The longer the banks and networks take to convert to NFC-enabled transactions, the more likely it is that the POS terminal will no longer offer value at the merchant space as we drive to wallet driven payments as opposed to the swipe paradigm.

Life before cards

What did we do before credit and debit card networks? We paid with cash and cheques. This was an asynchronous process that relied purely on you having either cash in your wallet (or your chequebook) and a merchant (we called them store owners back then) who would accept your payment.

We might sometimes forget that there was a time when cards were not accepted and the equipment to process a card transaction didn't exist, or hadn't been deployed. In the early days the clunky knuckle-busters were the height of technology, but over time the networks started to deploy electronic terminals to reduce fraud rates, and improve clearing times.

It took almost two decades for card payments to become globally ubiquitous, so it might be reasonable to think that a paradigm shift at the POS will take years to become mainstream. Why would you spend money deploying expensive NFC-enabled POS terminals unless consumers were going to use them, right?

Faulty logic

In normal circumstances, if there were no competition, this would make good business sense. The problem for the banks and networks is that they think the ‘card' is defensible – that this product has enough inertia for consumers to not be bothered by the fact that they can't yet pay with their phone at every POS terminal. In the US, this inertia has not only meant a slow roll out for NFC, but has also seen US merchants slip 7-8 years behind their EU counterparts.
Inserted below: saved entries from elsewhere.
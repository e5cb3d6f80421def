//! Core conversational data model.
//!
//! [`ChatMessage`] is the single representation the session store, agent loop
//! and compaction logic all operate on. It is deliberately flatter than the
//! wire format a given LLM provider expects — see [`crate::wire`] for the
//! OpenAI-compatible shape that providers actually send over HTTP.

use serde::{Deserialize, Serialize};
use std::collections::HashMap;

/// Role of a [`ChatMessage`] within a session transcript.
#[derive(Clone, Copy, Debug, Serialize, Deserialize, PartialEq, Eq, Hash)]
#[serde(rename_all = "lowercase")]
pub enum Role {
    System,
    User,
    Assistant,
    Tool,
}

/// A single turn in a session transcript.
///
/// Every message the session store accepts or returns is one of these —
/// there is no separate "wire" message type at this layer. `tool_calls` is
/// populated only on `Assistant` messages that requested tool execution;
/// `tool_call_id`/`tool_name` are populated only on `Tool` result messages.
#[derive(Clone, Debug, Serialize, Deserialize, PartialEq)]
pub struct ChatMessage {
    /// Stable id, assigned by the session store when the message is appended.
    #[serde(skip_serializing_if = "Option::is_none")]
    pub id: Option<String>,
    pub role: Role,
    #[serde(default)]
    pub content: String,
    #[serde(skip_serializing_if = "Option::is_none")]
    pub tool_calls: Option<Vec<ToolCall>>,
    #[serde(skip_serializing_if = "Option::is_none")]
    pub tool_call_id: Option<String>,
    #[serde(skip_serializing_if = "Option::is_none")]
    pub tool_name: Option<String>,
    #[serde(default)]
    pub metadata: HashMap<String, String>,
    #[serde(default = "chrono::Utc::now")]
    pub timestamp: chrono::DateTime<chrono::Utc>,
}

impl ChatMessage {
    pub fn system(content: impl Into<String>) -> Self {
        Self::new(Role::System, content.into())
    }

    pub fn user(content: impl Into<String>) -> Self {
        Self::new(Role::User, content.into())
    }

    pub fn assistant(content: impl Into<String>) -> Self {
        Self::new(Role::Assistant, content.into())
    }

    pub fn assistant_tool_calls(tool_calls: Vec<ToolCall>) -> Self {
        let mut msg = Self::new(Role::Assistant, String::new());
        msg.tool_calls = Some(tool_calls);
        msg
    }

    pub fn tool_result(tool_call_id: impl Into<String>, tool_name: impl Into<String>, content: impl Into<String>) -> Self {
        let mut msg = Self::new(Role::Tool, content.into());
        msg.tool_call_id = Some(tool_call_id.into());
        msg.tool_name = Some(tool_name.into());
        msg
    }

    fn new(role: Role, content: String) -> Self {
        ChatMessage {
            id: None,
            role,
            content,
            tool_calls: None,
            tool_call_id: None,
            tool_name: None,
            metadata: HashMap::new(),
            timestamp: chrono::Utc::now(),
        }
    }

    /// Whether this is an assistant message carrying one or more pending tool calls.
    pub fn is_tool_call_head(&self) -> bool {
        self.role == Role::Assistant
            && self
                .tool_calls
                .as_ref()
                .map(|calls| !calls.is_empty())
                .unwrap_or(false)
    }

    pub fn tool_call_count(&self) -> usize {
        self.tool_calls.as_ref().map(|c| c.len()).unwrap_or(0)
    }
}

// ─────────────────────────────────────────────
// Tool calls / definitions
// ─────────────────────────────────────────────

/// A tool call requested by the assistant.
#[derive(Clone, Debug, Serialize, Deserialize, PartialEq)]
pub struct ToolCall {
    pub id: String,
    #[serde(rename = "type")]
    pub call_type: String,
    pub function: FunctionCall,
}

impl ToolCall {
    pub fn new(id: impl Into<String>, name: impl Into<String>, arguments: impl Into<String>) -> Self {
        ToolCall {
            id: id.into(),
            call_type: "function".to_string(),
            function: FunctionCall {
                name: name.into(),
                arguments: arguments.into(),
            },
        }
    }

    /// Parse the JSON-encoded arguments string into a flat object map.
    ///
    /// Returns an empty map (rather than an error) for malformed or
    /// non-object argument payloads — callers treat a missing argument the
    /// same way as a malformed one.
    pub fn arguments_map(&self) -> HashMap<String, serde_json::Value> {
        serde_json::from_str::<serde_json::Value>(&self.function.arguments)
            .ok()
            .and_then(|v| v.as_object().cloned())
            .map(|obj| obj.into_iter().collect())
            .unwrap_or_default()
    }
}

#[derive(Clone, Debug, Serialize, Deserialize, PartialEq)]
pub struct FunctionCall {
    pub name: String,
    /// JSON-encoded arguments, matching the wire format LLM providers use.
    pub arguments: String,
}

#[derive(Clone, Debug, Serialize, Deserialize, PartialEq)]
pub struct ToolDefinition {
    #[serde(rename = "type")]
    pub tool_type: String,
    pub function: FunctionDefinition,
}

#[derive(Clone, Debug, Serialize, Deserialize, PartialEq)]
pub struct FunctionDefinition {
    pub name: String,
    pub description: String,
    pub parameters: serde_json::Value,
}

impl ToolDefinition {
    pub fn new(name: impl Into<String>, description: impl Into<String>, parameters: serde_json::Value) -> Self {
        ToolDefinition {
            tool_type: "function".to_string(),
            function: FunctionDefinition {
                name: name.into(),
                description: description.into(),
                parameters,
            },
        }
    }
}

/// Error wrapper surfaced by the tool registry when a tool call cannot be
/// dispatched or fails during execution.
#[derive(Clone, Debug, Serialize, Deserialize, PartialEq)]
pub struct ToolExecutionError {
    pub tool_name: String,
    pub arguments: serde_json::Value,
    pub message: String,
}

impl std::fmt::Display for ToolExecutionError {
    fn fmt(&self, f: &mut std::fmt::Formatter<'_>) -> std::fmt::Result {
        write!(f, "tool '{}' failed: {}", self.tool_name, self.message)
    }
}

impl std::error::Error for ToolExecutionError {}

// ─────────────────────────────────────────────
// LLM response
// ─────────────────────────────────────────────

#[derive(Clone, Debug, Default)]
pub struct LlmResponse {
    pub content: Option<String>,
    pub tool_calls: Vec<ToolCall>,
    pub finish_reason: Option<String>,
    pub usage: Option<UsageInfo>,
    pub reasoning_content: Option<String>,
}

impl LlmResponse {
    pub fn error(msg: impl Into<String>) -> Self {
        LlmResponse {
            content: Some(msg.into()),
            ..Default::default()
        }
    }

    pub fn has_tool_calls(&self) -> bool {
        !self.tool_calls.is_empty()
    }
}

#[derive(Clone, Debug, Serialize, Deserialize, PartialEq)]
pub struct UsageInfo {
    pub prompt_tokens: u32,
    pub completion_tokens: u32,
    pub total_tokens: u32,
}

/// A media attachment carried by an inbound or outbound message.
#[derive(Clone, Debug, Serialize, Deserialize, PartialEq)]
pub struct MediaAttachment {
    pub mime_type: String,
    pub path: String,
    #[serde(skip_serializing_if = "Option::is_none")]
    pub filename: Option<String>,
    #[serde(skip_serializing_if = "Option::is_none")]
    pub size: Option<u64>,
}

#[cfg(test)]
mod tests {
    use super::*;
    use serde_json::json;

    #[test]
    fn user_message_has_no_tool_fields() {
        let msg = ChatMessage::user("hi");
        assert_eq!(msg.role, Role::User);
        assert!(msg.tool_calls.is_none());
        assert!(msg.tool_call_id.is_none());
    }

    #[test]
    fn assistant_tool_calls_is_detected_as_chain_head() {
        let calls = vec![ToolCall::new("call_1", "read_file", "{}")];
        let msg = ChatMessage::assistant_tool_calls(calls);
        assert!(msg.is_tool_call_head());
        assert_eq!(msg.tool_call_count(), 1);
    }

    #[test]
    fn assistant_text_message_is_not_chain_head() {
        let msg = ChatMessage::assistant("hello");
        assert!(!msg.is_tool_call_head());
    }

    #[test]
    fn tool_result_carries_call_id_and_name() {
        let msg = ChatMessage::tool_result("call_1", "read_file", "contents");
        assert_eq!(msg.role, Role::Tool);
        assert_eq!(msg.tool_call_id.as_deref(), Some("call_1"));
        assert_eq!(msg.tool_name.as_deref(), Some("read_file"));
    }

    #[test]
    fn arguments_map_parses_object() {
        let call = ToolCall::new("1", "search", r#"{"query": "rust"}"#);
        let args = call.arguments_map();
        assert_eq!(args.get("query"), Some(&json!("rust")));
    }

    #[test]
    fn arguments_map_is_empty_on_malformed_json() {
        let call = ToolCall::new("1", "search", "not json");
        assert!(call.arguments_map().is_empty());
    }

    #[test]
    fn round_trips_through_json() {
        let mut msg = ChatMessage::assistant("done");
        msg.id = Some("m1".into());
        msg.metadata.insert("k".into(), "v".into());
        let s = serde_json::to_string(&msg).unwrap();
        let back: ChatMessage = serde_json::from_str(&s).unwrap();
        assert_eq!(back, msg);
    }
}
In the EU already 75 per cent of cards support the EMV standard, and more than 90 per cent of terminals, whereas in the US only 30 per cent of merchants support EMV.

So we hear frequent stories of US travellers in Europe unable to pay for the simplest of purchases or transactions with long out-dated card tech. Worse for the US card industry is that the industry is paying 3c of every transaction in preventable fraud right now due to out-dated signature and mag-stripe tech.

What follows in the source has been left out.